[Dataset entries]
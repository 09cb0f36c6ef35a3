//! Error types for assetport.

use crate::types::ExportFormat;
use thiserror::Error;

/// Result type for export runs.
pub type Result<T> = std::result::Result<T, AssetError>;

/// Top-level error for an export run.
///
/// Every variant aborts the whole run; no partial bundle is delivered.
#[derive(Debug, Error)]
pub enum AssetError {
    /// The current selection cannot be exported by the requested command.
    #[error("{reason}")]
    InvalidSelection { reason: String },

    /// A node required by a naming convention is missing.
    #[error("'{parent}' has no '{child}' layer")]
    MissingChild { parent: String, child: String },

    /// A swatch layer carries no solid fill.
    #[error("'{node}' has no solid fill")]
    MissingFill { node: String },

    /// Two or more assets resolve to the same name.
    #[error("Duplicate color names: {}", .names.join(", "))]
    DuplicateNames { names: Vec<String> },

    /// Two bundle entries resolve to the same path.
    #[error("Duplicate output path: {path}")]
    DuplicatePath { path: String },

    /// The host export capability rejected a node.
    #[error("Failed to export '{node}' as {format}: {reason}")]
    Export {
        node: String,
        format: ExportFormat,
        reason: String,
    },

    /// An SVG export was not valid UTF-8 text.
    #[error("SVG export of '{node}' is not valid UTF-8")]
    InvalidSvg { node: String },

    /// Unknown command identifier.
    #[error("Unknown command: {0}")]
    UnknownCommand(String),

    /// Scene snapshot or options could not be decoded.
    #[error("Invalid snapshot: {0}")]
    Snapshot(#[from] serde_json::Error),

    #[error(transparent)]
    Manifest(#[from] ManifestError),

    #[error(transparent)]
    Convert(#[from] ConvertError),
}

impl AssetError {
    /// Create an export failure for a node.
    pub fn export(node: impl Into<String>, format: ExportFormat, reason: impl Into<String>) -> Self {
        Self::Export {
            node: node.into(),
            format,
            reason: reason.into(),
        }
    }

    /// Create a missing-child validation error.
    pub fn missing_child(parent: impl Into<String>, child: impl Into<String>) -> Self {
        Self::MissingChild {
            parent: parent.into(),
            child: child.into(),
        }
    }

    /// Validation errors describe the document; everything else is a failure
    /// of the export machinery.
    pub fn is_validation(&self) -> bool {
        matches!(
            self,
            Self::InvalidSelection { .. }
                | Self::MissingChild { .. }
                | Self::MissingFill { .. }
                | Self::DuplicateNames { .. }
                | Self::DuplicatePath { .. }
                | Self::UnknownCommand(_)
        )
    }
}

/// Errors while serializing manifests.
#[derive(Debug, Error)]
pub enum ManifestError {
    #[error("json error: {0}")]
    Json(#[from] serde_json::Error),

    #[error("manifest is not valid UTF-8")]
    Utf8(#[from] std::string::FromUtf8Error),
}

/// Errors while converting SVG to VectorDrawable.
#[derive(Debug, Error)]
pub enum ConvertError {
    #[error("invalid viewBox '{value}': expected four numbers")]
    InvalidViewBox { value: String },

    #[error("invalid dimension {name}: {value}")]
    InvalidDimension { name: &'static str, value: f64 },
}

--

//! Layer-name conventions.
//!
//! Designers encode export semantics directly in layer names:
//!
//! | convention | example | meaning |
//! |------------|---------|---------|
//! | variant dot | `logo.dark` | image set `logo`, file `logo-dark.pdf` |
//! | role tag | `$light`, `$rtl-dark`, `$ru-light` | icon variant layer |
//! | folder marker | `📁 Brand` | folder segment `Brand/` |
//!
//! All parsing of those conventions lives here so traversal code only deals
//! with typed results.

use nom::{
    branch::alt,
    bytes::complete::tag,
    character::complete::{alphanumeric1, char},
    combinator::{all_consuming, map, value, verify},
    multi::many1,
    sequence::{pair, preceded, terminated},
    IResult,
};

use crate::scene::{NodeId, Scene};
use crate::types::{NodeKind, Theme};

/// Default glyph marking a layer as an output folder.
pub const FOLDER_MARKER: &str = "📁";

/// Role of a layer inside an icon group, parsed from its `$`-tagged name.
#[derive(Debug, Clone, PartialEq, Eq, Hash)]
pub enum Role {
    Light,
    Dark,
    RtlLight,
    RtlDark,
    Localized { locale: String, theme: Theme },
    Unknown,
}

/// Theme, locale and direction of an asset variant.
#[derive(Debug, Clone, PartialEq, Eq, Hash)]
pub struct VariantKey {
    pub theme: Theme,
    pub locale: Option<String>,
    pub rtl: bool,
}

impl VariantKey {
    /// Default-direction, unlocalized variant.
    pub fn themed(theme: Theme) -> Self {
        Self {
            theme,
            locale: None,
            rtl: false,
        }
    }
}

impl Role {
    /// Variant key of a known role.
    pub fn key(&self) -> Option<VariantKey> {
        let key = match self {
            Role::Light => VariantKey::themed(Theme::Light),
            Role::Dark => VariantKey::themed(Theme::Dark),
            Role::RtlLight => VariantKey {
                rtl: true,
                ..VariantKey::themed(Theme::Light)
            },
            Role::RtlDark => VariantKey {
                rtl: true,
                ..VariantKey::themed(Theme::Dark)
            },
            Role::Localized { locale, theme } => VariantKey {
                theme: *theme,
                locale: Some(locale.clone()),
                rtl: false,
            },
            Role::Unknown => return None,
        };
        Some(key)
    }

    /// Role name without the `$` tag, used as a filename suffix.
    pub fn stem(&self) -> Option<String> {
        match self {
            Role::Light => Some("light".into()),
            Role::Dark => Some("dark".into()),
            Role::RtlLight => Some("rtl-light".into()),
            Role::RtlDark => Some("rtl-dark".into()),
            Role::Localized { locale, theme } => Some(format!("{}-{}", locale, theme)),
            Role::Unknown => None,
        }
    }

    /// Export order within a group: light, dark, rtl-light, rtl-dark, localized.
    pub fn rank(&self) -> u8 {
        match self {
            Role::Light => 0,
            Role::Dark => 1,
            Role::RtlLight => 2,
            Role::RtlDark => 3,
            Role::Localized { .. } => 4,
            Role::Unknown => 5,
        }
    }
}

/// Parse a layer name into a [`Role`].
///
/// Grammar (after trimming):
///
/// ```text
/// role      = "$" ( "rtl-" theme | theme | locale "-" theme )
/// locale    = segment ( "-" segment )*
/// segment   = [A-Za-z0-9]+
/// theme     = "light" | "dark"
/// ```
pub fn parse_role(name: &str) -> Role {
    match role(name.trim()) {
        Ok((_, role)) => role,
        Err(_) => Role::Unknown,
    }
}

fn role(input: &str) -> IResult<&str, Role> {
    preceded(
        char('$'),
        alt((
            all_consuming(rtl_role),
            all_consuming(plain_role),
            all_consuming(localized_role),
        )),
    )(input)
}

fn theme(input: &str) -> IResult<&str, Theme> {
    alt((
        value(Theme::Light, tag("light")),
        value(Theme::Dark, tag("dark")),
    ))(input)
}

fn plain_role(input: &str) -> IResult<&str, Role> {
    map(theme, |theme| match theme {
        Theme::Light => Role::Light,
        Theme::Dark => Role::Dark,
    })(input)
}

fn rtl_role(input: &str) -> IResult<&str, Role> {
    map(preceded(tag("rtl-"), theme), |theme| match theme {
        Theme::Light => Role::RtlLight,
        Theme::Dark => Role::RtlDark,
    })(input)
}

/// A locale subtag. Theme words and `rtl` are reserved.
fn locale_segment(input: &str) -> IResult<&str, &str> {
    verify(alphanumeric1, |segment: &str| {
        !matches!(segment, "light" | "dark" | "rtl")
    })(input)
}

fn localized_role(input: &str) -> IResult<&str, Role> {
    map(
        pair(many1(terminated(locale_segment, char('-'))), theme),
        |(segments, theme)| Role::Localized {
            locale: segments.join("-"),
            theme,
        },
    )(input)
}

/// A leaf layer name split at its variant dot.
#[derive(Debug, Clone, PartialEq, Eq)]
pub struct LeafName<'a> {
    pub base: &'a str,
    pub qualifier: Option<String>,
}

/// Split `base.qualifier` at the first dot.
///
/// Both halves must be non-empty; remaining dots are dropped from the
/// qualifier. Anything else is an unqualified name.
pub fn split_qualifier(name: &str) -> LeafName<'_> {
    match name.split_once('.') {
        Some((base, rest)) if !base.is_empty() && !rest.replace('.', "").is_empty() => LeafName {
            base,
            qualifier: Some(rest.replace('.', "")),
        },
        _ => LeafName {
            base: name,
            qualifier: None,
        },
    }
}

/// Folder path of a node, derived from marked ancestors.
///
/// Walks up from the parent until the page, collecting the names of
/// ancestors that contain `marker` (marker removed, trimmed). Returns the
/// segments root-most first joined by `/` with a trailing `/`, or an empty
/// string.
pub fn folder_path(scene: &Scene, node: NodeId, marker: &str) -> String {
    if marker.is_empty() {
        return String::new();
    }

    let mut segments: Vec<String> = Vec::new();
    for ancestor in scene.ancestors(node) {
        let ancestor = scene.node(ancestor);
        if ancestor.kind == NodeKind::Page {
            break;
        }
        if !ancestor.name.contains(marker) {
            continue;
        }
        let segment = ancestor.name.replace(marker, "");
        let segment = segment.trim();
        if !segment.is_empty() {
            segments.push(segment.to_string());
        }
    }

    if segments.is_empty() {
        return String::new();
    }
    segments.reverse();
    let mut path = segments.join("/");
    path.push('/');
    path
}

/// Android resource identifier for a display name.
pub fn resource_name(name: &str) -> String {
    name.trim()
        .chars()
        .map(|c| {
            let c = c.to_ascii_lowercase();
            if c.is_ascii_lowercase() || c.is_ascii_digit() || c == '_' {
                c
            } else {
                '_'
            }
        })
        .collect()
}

*Directions for this task:* All lines above that contain "preceded" are required in the answer.

*The completed task:*
    sequence::{pair, preceded, terminated},
    preceded(
    map(preceded(tag("rtl-"), theme), |theme| match theme {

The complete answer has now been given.